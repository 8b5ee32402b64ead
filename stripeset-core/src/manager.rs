//! Operation state machine driver
//!
//! The manager runs the handler's steps in order until a step leaves join
//! units outstanding, then returns. Whoever releases the last unit re-enters
//! the manager, so each operation is driven by exactly one task at a time.
//! An error delivered on entry to a step is handed to the handler as an
//! unwind of that step; the first such error is the operation's outcome.

use std::fmt;
use std::sync::Arc;
use tracing::{debug, trace};

use crate::error::StripesetError;
use crate::fop::Fop;
use crate::join::Completion;
use crate::observability::fop_span;
use crate::types::NodeRequest;

/// State of an operation's state machine
#[derive(Clone, Copy, PartialEq, Eq, Hash, PartialOrd, Ord)]
pub struct State(pub u32);

impl State {
    pub const START: State = State(0);
    pub const INIT: State = State(1);
    pub const LOCK: State = State(2);
    pub const GET_SIZE_AND_VERSION: State = State(3);
    pub const DISPATCH: State = State(4);
    pub const PREPARE_ANSWER: State = State(5);
    pub const REPORT: State = State(6);
    pub const LOCK_REUSE: State = State(7);
    pub const UNLOCK: State = State(8);
    pub const END: State = State(u32::MAX);

    fn label(self) -> Option<&'static str> {
        Some(match self {
            State::START => "START",
            State::INIT => "INIT",
            State::LOCK => "LOCK",
            State::GET_SIZE_AND_VERSION => "GET_SIZE_AND_VERSION",
            State::DISPATCH => "DISPATCH",
            State::PREPARE_ANSWER => "PREPARE_ANSWER",
            State::REPORT => "REPORT",
            State::LOCK_REUSE => "LOCK_REUSE",
            State::UNLOCK => "UNLOCK",
            State::END => "END",
            _ => return None,
        })
    }
}

impl fmt::Display for State {
    fn fmt(&self, f: &mut fmt::Formatter<'_>) -> fmt::Result {
        match self.label() {
            Some(label) => f.write_str(label),
            None => write!(f, "{}", self.0),
        }
    }
}

impl fmt::Debug for State {
    fn fmt(&self, f: &mut fmt::Formatter<'_>) -> fmt::Result {
        write!(f, "State({})", self)
    }
}

/// What the handler is asked to do
#[derive(Clone, Copy, Debug, PartialEq, Eq)]
pub enum Step {
    Run(State),
    /// An error arrived on entry to this state
    Unwind(State),
}

impl Step {
    pub fn state(self) -> State {
        match self {
            Step::Run(state) | Step::Unwind(state) => state,
        }
    }

    pub fn is_unwind(self) -> bool {
        matches!(self, Step::Unwind(_))
    }
}

/// Behavior of one operation type
pub trait FopHandler: Send + Sync {
    fn name(&self) -> &'static str;

    /// Execute one step and return the next state
    fn manage(&self, fop: &Arc<Fop>, step: Step) -> State;

    /// Build the request sent to `node`
    fn wind(&self, fop: &Fop, node: usize) -> NodeRequest;
}

pub(crate) fn start(fop: &Arc<Fop>) {
    {
        let mut st = fop.lock_state();
        if st.state == State::START {
            st.state = State::INIT;
        }
    }
    run(fop, None);
}

/// Drive the operation until it parks or ends
pub(crate) fn run(fop: &Arc<Fop>, mut error: Option<StripesetError>) {
    let span = fop_span(fop.id(), fop.name());
    let _enter = span.enter();

    loop {
        let step = {
            let mut st = fop.lock_state();
            match error.take() {
                Some(e) => {
                    if st.error.is_none() {
                        st.error = Some(e);
                    }
                    Step::Unwind(st.state)
                }
                None => Step::Run(st.state),
            }
        };
        span.record("state", tracing::field::display(step.state()));
        trace!(fop = fop.id(), step = ?step, "MANAGER");

        if step.state() == State::END {
            finish(fop);
            return;
        }

        let next = fop.handler().manage(fop, step);

        let mut st = fop.lock_state();
        st.state = next;
        match st.join.check() {
            Completion::Parked => {
                trace!(fop = fop.id(), jobs = st.join.jobs(), "WAIT");
                return;
            }
            Completion::Ready(pending) => error = pending,
        }
    }
}

/// Release one join unit; the last one re-enters a parked manager
pub(crate) fn resume(fop: &Arc<Fop>, error: Option<StripesetError>) {
    let resumed = fop.lock_state().join.release(error);
    if let Some(error) = resumed {
        trace!(fop = fop.id(), error = ?error, "RESUME");
        run(fop, error);
    }
}

fn finish(fop: &Arc<Fop>) {
    let outcome = fop.outcome();
    match &outcome {
        Ok(answer) => debug!(
            fop = fop.id(),
            name = fop.name(),
            good = %answer.good,
            bad = %answer.bad,
            "Operation finished"
        ),
        Err(e) => debug!(fop = fop.id(), name = fop.name(), error = %e, "Operation failed"),
    }

    if let Some(done) = fop.take_done() {
        // The caller may have dropped its handle
        let _ = done.send(outcome.clone());
    }
    if let Some(parent) = fop.parent() {
        parent.resume(outcome.err());
    }
}

#[cfg(test)]
mod tests {
    use super::*;

    #[test]
    fn test_state_display() {
        assert_eq!(State::LOCK_REUSE.to_string(), "LOCK_REUSE");
        assert_eq!(State(42).to_string(), "42");
        assert_eq!(format!("{:?}", State::END), "State(END)");
    }

    #[test]
    fn test_step_state() {
        assert_eq!(Step::Unwind(State::DISPATCH).state(), State::DISPATCH);
        assert!(Step::Unwind(State::INIT).is_unwind());
        assert!(!Step::Run(State::INIT).is_unwind());
    }
}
————
Each line that contains the string "INIT" should be copied from the data above.

__COMPLETED EXERCISE__
    pub const INIT: State = State(1);
            State::INIT => "INIT",
            st.state = State::INIT;
        assert!(Step::Unwind(State::INIT).is_unwind());
        assert!(!Step::Run(State::INIT).is_unwind());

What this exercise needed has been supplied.